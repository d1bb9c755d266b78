//! Parser for the sub-second per-interface counter log (`ifstat.log`).
//!
//! Layout: a header line naming the interface groups, a sub-header naming
//! each group's in/out columns (and carrying the unit), then data lines
//! starting with a time-of-day string:
//!
//! ```text
//!   Time           eth0                s1-eth1
//! HH:MM:SS   KB/s in  KB/s out   KB/s in  KB/s out
//! 05:04:38      28.29     28.29     13.09     23.84
//! ```
//!
//! `n/a` means the counter was unavailable and is coerced to zero. The
//! time-of-day is converted to an integer second-of-day, which wraps at
//! midnight — a documented limitation, not corrected here.

use std::path::Path;

use anyhow::{Context, Result};
use tracing::warn;

use super::{ParseError, RawCounterSample, RawTimestamp};

/// Unit assumed when the sub-header does not carry one.
const DEFAULT_UNIT: &str = "KB/s";

/// Parse a whole log file. A missing file yields zero records.
pub fn parse_file(path: &Path) -> Result<Vec<RawCounterSample>> {
    if !path.exists() {
        return Ok(Vec::new());
    }
    let data =
        std::fs::read_to_string(path).with_context(|| format!("read {}", path.display()))?;
    Ok(parse_str(&data))
}

/// Parse log text. Malformed lines are skipped with a warning.
pub fn parse_str(input: &str) -> Vec<RawCounterSample> {
    let mut samples = Vec::new();
    let mut hosts: Vec<String> = Vec::new();
    let mut unit = DEFAULT_UNIT.to_string();

    for (idx, line) in input.lines().enumerate() {
        let line_no = idx + 1;
        let tokens: Vec<&str> = line.split_whitespace().collect();
        if tokens.is_empty() {
            continue;
        }

        // Tool-startup sentinel, e.g. "ifstat: interface statistics ..."
        if tokens[0].starts_with("ifstat") {
            continue;
        }

        if hosts.is_empty() {
            // First header: group labels; a leading "Time" column is not
            // an interface.
            hosts = tokens
                .iter()
                .skip_while(|&&t| t == "Time")
                .map(|t| t.to_string())
                .collect();
            continue;
        }

        if tokens[0] == "HH:MM:SS" {
            // Sub-header: per-group in/out labels, first token is the
            // time column placeholder. Pick the unit off the first label.
            if let Some(u) = tokens.iter().skip(1).find(|t| t.contains('/')) {
                unit = u.to_string();
            }
            continue;
        }

        let Some(second) = parse_second_of_day(tokens[0]) else {
            warn!(
                error = %ParseError::new(line_no, format!("bad time-of-day '{}'", tokens[0])),
                "skipping ifstat line"
            );
            continue;
        };

        let values = &tokens[1..];
        if values.len() != hosts.len() * 2 {
            warn!(
                error = %ParseError::new(
                    line_no,
                    format!("expected {} values, got {}", hosts.len() * 2, values.len()),
                ),
                "skipping ifstat line"
            );
            continue;
        }

        for (host, pair) in hosts.iter().zip(values.chunks(2)) {
            samples.push(RawCounterSample {
                timestamp: RawTimestamp::SecondOfDay(second),
                host: host.clone(),
                in_num: coerce(pair[0]),
                in_unit: unit.clone(),
                out_num: coerce(pair[1]),
                out_unit: unit.clone(),
                in_pac_num: None,
                in_pac_unit: None,
                out_pac_num: None,
                out_pac_unit: None,
            });
        }
    }

    samples
}

/// `HH:MM:SS` → seconds since midnight. Wraps at midnight.
fn parse_second_of_day(s: &str) -> Option<u32> {
    let mut parts = s.split(':');
    let h: u32 = parts.next()?.parse().ok()?;
    let m: u32 = parts.next()?.parse().ok()?;
    let sec: u32 = parts.next()?.parse().ok()?;
    if parts.next().is_some() || h > 23 || m > 59 || sec > 59 {
        return None;
    }
    Some(h * 3600 + m * 60 + sec)
}

/// `n/a` (counter unavailable) reads as zero.
fn coerce(token: &str) -> f64 {
    if token == "n/a" {
        0.0
    } else {
        token.parse().unwrap_or(0.0)
    }
}

#[cfg(test)]
mod tests {
    use super::*;

    const LOG: &str = "\
  Time           eth0                s1-eth1
HH:MM:SS   KB/s in  KB/s out   KB/s in  KB/s out
05:04:38      28.29     28.29     13.09     23.84
05:04:38      30.00     29.50       n/a      0.00
05:04:39      31.00     30.10     14.00     24.00
";

    #[test]
    fn test_parses_hosts_and_values() {
        let samples = parse_str(LOG);
        assert_eq!(samples.len(), 6);

        assert_eq!(samples[0].host, "eth0");
        assert_eq!(samples[0].timestamp, RawTimestamp::SecondOfDay(18278));
        assert_eq!(samples[0].in_num, 28.29);
        assert_eq!(samples[0].out_num, 28.29);
        assert_eq!(samples[0].in_unit, "KB/s");

        assert_eq!(samples[1].host, "s1-eth1");
        assert_eq!(samples[1].in_num, 13.09);
        assert_eq!(samples[1].out_num, 23.84);
    }

    #[test]
    fn test_na_coerced_to_zero() {
        let samples = parse_str(LOG);
        // Second tick, s1-eth1
        assert_eq!(samples[3].host, "s1-eth1");
        assert_eq!(samples[3].in_num, 0.0);
    }

    #[test]
    fn test_second_of_day_conversion() {
        assert_eq!(parse_second_of_day("05:04:38"), Some(18278));
        assert_eq!(parse_second_of_day("00:00:00"), Some(0));
        assert_eq!(parse_second_of_day("23:59:59"), Some(86399));
        assert_eq!(parse_second_of_day("24:00:00"), None);
        assert_eq!(parse_second_of_day("5:4"), None);
        assert_eq!(parse_second_of_day("garbage"), None);
    }

    #[test]
    fn test_sentinel_and_malformed_lines_skipped() {
        let noisy = format!("ifstat: driver wrapper started\n{LOG}05:04:40  1.0\n");
        let samples = parse_str(&noisy);
        assert_eq!(samples.len(), 6);
    }

    #[test]
    fn test_missing_file_is_zero_records() {
        let samples =
            parse_file(Path::new("/nonexistent/ifstat.log")).expect("missing file tolerated");
        assert!(samples.is_empty());
    }
}
//! Parser for the per-second aggregate counter log (`ethstats.log`).
//!
//! Line layout: the first line of each one-second block carries a leading
//! Unix-timestamp token that the block's remaining lines omit, so the
//! parser carries the last-seen timestamp forward:
//!
//! ```text
//!    1648366318    total:    25.08 Mb/s In    24.85 Mb/s Out -   2088.0 p/s In    2161.0 p/s Out
//!                s1-eth1:     8.24 Mb/s In     0.18 Mb/s Out -    360.0 p/s In     344.0 p/s Out
//! ```
//!
//! The parser owns a seen-timestamp set keyed on the raw timestamp
//! string, scoped to one output target: blocks whose timestamp was
//! already ingested — in this pass or a previous one the set was seeded
//! from — are skipped wholesale, making repeated ingestion idempotent.

use std::path::Path;

use anyhow::{Context, Result};
use rustc_hash::FxHashSet;
use tracing::warn;

use super::{ParseError, RawCounterSample, RawTimestamp};

/// Token count of a block-opening line (with timestamp) and of a
/// continuation line.
const TOKENS_WITH_TS: usize = 15;
const TOKENS_WITHOUT_TS: usize = 14;

#[derive(Debug, Default)]
pub struct EthstatsParser {
    seen: FxHashSet<String>,
}

impl EthstatsParser {
    pub fn new() -> Self {
        Self::default()
    }

    /// Parser seeded with timestamps ingested by earlier invocations
    /// (e.g. loaded from an existing export).
    pub fn with_seen(seen: FxHashSet<String>) -> Self {
        Self { seen }
    }

    /// Timestamps ingested so far (including the seed).
    pub fn seen(&self) -> &FxHashSet<String> {
        &self.seen
    }

    /// Parse a whole log file. A missing file yields zero records.
    pub fn parse_file(&mut self, path: &Path) -> Result<Vec<RawCounterSample>> {
        if !path.exists() {
            return Ok(Vec::new());
        }
        let data = std::fs::read_to_string(path)
            .with_context(|| format!("read {}", path.display()))?;
        Ok(self.parse_str(&data))
    }

    /// Parse log text. Malformed lines are skipped with a warning.
    pub fn parse_str(&mut self, input: &str) -> Vec<RawCounterSample> {
        let mut samples = Vec::new();
        // Skip/ingest decision for the current block; None until the
        // first timestamped line has been seen.
        let mut block: Option<(String, bool)> = None;

        for (idx, line) in input.lines().enumerate() {
            let line_no = idx + 1;
            let tokens: Vec<&str> = line.split_whitespace().collect();
            if tokens.is_empty() {
                continue;
            }

            let fields = match tokens.len() {
                TOKENS_WITH_TS => {
                    let ts = tokens[0].to_string();
                    let ingest = self.seen.insert(ts.clone());
                    block = Some((ts, ingest));
                    &tokens[1..]
                }
                TOKENS_WITHOUT_TS => &tokens[..],
                n => {
                    warn!(
                        error = %ParseError::new(line_no, format!("expected 14 or 15 tokens, got {n}")),
                        "skipping ethstats line"
                    );
                    continue;
                }
            };

            let Some((timestamp, ingest)) = &block else {
                warn!(
                    error = %ParseError::new(line_no, "continuation line before any timestamp"),
                    "skipping ethstats line"
                );
                continue;
            };
            if !ingest {
                continue;
            }

            match parse_fields(timestamp, fields) {
                Ok(sample) => samples.push(sample),
                Err(reason) => warn!(
                    error = %ParseError::new(line_no, reason),
                    "skipping ethstats line"
                ),
            }
        }

        samples
    }
}

/// Decode the 14 fixed-offset tokens following the (carried) timestamp.
fn parse_fields(timestamp: &str, fields: &[&str]) -> Result<RawCounterSample, String> {
    let epoch: i64 = timestamp
        .parse()
        .map_err(|_| format!("bad timestamp '{timestamp}'"))?;

    let num = |i: usize| -> Result<f64, String> {
        fields[i]
            .parse()
            .map_err(|_| format!("bad number '{}' at field {i}", fields[i]))
    };

    Ok(RawCounterSample {
        timestamp: RawTimestamp::EpochSecs(epoch),
        host: fields[0].trim_end_matches(':').to_string(),
        in_num: num(1)?,
        in_unit: fields[2].to_string(),
        out_num: num(4)?,
        out_unit: fields[5].to_string(),
        in_pac_num: Some(num(8)?),
        in_pac_unit: Some(fields[9].to_string()),
        out_pac_num: Some(num(11)?),
        out_pac_unit: Some(fields[12].to_string()),
    })
}

#[cfg(test)]
mod tests {
    use super::*;

    const BLOCK: &str = "\
   1648366318    total:    25.08 Mb/s In    24.85 Mb/s Out -   2088.0 p/s In    2161.0 p/s Out
              s1-eth1:     8.24 Mb/s In     0.18 Mb/s Out -    360.0 p/s In     344.0 p/s Out
";

    #[test]
    fn test_block_with_carried_timestamp() {
        let mut parser = EthstatsParser::new();
        let samples = parser.parse_str(BLOCK);
        assert_eq!(samples.len(), 2);

        assert_eq!(samples[0].host, "total");
        assert_eq!(samples[0].timestamp, RawTimestamp::EpochSecs(1648366318));
        assert_eq!(samples[0].in_num, 25.08);
        assert_eq!(samples[0].in_unit, "Mb/s");
        assert_eq!(samples[0].out_num, 24.85);
        assert_eq!(samples[0].in_pac_num, Some(2088.0));
        assert_eq!(samples[0].out_pac_num, Some(2161.0));

        assert_eq!(samples[1].host, "s1-eth1");
        assert_eq!(samples[1].timestamp, RawTimestamp::EpochSecs(1648366318));
        assert_eq!(samples[1].in_num, 8.24);
        assert_eq!(samples[1].out_num, 0.18);
        assert_eq!(samples[1].in_pac_unit.as_deref(), Some("p/s"));
    }

    #[test]
    fn test_reparse_is_idempotent() {
        let mut parser = EthstatsParser::new();
        let first = parser.parse_str(BLOCK);
        assert_eq!(first.len(), 2);
        let second = parser.parse_str(BLOCK);
        assert!(second.is_empty(), "re-ingestion must drop seen blocks");
    }

    #[test]
    fn test_seeded_parser_skips_known_timestamps() {
        let mut seed = FxHashSet::default();
        seed.insert("1648366318".to_string());
        let mut parser = EthstatsParser::with_seen(seed);
        assert!(parser.parse_str(BLOCK).is_empty());
    }

    #[test]
    fn test_distinct_seconds_all_ingested() {
        let two_blocks = format!("{BLOCK}{}", BLOCK.replace("1648366318", "1648366319"));
        let mut parser = EthstatsParser::new();
        let samples = parser.parse_str(&two_blocks);
        assert_eq!(samples.len(), 4);
        assert_eq!(samples[2].timestamp, RawTimestamp::EpochSecs(1648366319));
    }

    #[test]
    fn test_malformed_lines_skipped() {
        let noisy = format!("garbage line\n{BLOCK}not enough tokens here\n");
        let mut parser = EthstatsParser::new();
        let samples = parser.parse_str(&noisy);
        assert_eq!(samples.len(), 2);
    }

    #[test]
    fn test_missing_file_is_zero_records() {
        let mut parser = EthstatsParser::new();
        let samples = parser
            .parse_file(Path::new("/nonexistent/ethstats.log"))
            .expect("missing file is not an error");
        assert!(samples.is_empty());
    }
}
use core::fmt;
use grid_util::point::Point;

use crate::{Cost, COST_PER_UNIT, GRID_WIDTH, SQUARE_SIZE};

/// A grid cell encoded as `row * 10 + col`.
#[derive(Clone, Copy, Debug, PartialEq, Eq, Hash, PartialOrd, Ord)]
pub struct Square(pub u32);

impl Square {
    pub fn new(row: u32, col: u32) -> Square {
        Square(row * GRID_WIDTH + col)
    }
    pub fn row(self) -> u32 {
        self.0 / GRID_WIDTH
    }
    pub fn col(self) -> u32 {
        self.0 % GRID_WIDTH
    }
    /// Position on the grid with `x` as the column and `y` as the row.
    pub fn point(self) -> Point {
        Point::new(self.col() as i32, self.row() as i32)
    }
}

impl fmt::Display for Square {
    fn fmt(&self, f: &mut fmt::Formatter) -> fmt::Result {
        write!(f, "{}", self.0)
    }
}

impl From<u32> for Square {
    fn from(id: u32) -> Square {
        Square(id)
    }
}

/// Lower bound on the cost of travelling from `current` to `goal`.
///
/// Squares have physical extent, so a delta of one (or zero) along an axis leaves no whole
/// square in between; each delta is reduced by one before being scaled to distance units.
/// The Euclidean norm of the two scaled deltas is then converted to edge-weight scale. The
/// result is zero exactly when the squares are identical or touch, including diagonally.
pub fn calculate_heuristic(current: Square, goal: Square) -> Cost {
    let (p1, p2) = (current.point(), goal.point());
    let delta_x = ((p1.x - p2.x).abs() - 1).max(0) as f64 * SQUARE_SIZE as f64;
    let delta_y = ((p1.y - p2.y).abs() - 1).max(0) as f64 * SQUARE_SIZE as f64;
    (delta_x * delta_x + delta_y * delta_y).sqrt() * COST_PER_UNIT
}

========

• _Task instructions_
A word-for-word restatement of the lines running from the one with "pub fn calculate_heuristic(current: Square, goal: Square)" to the last line of the records is the whole answer.

• _Response area_
pub fn calculate_heuristic(current: Square, goal: Square) -> Cost {
    let (p1, p2) = (current.point(), goal.point());
    let delta_x = ((p1.x - p2.x).abs() - 1).max(0) as f64 * SQUARE_SIZE as f64;
    let delta_y = ((p1.y - p2.y).abs() - 1).max(0) as f64 * SQUARE_SIZE as f64;
    (delta_x * delta_x + delta_y * delta_y).sqrt() * COST_PER_UNIT
}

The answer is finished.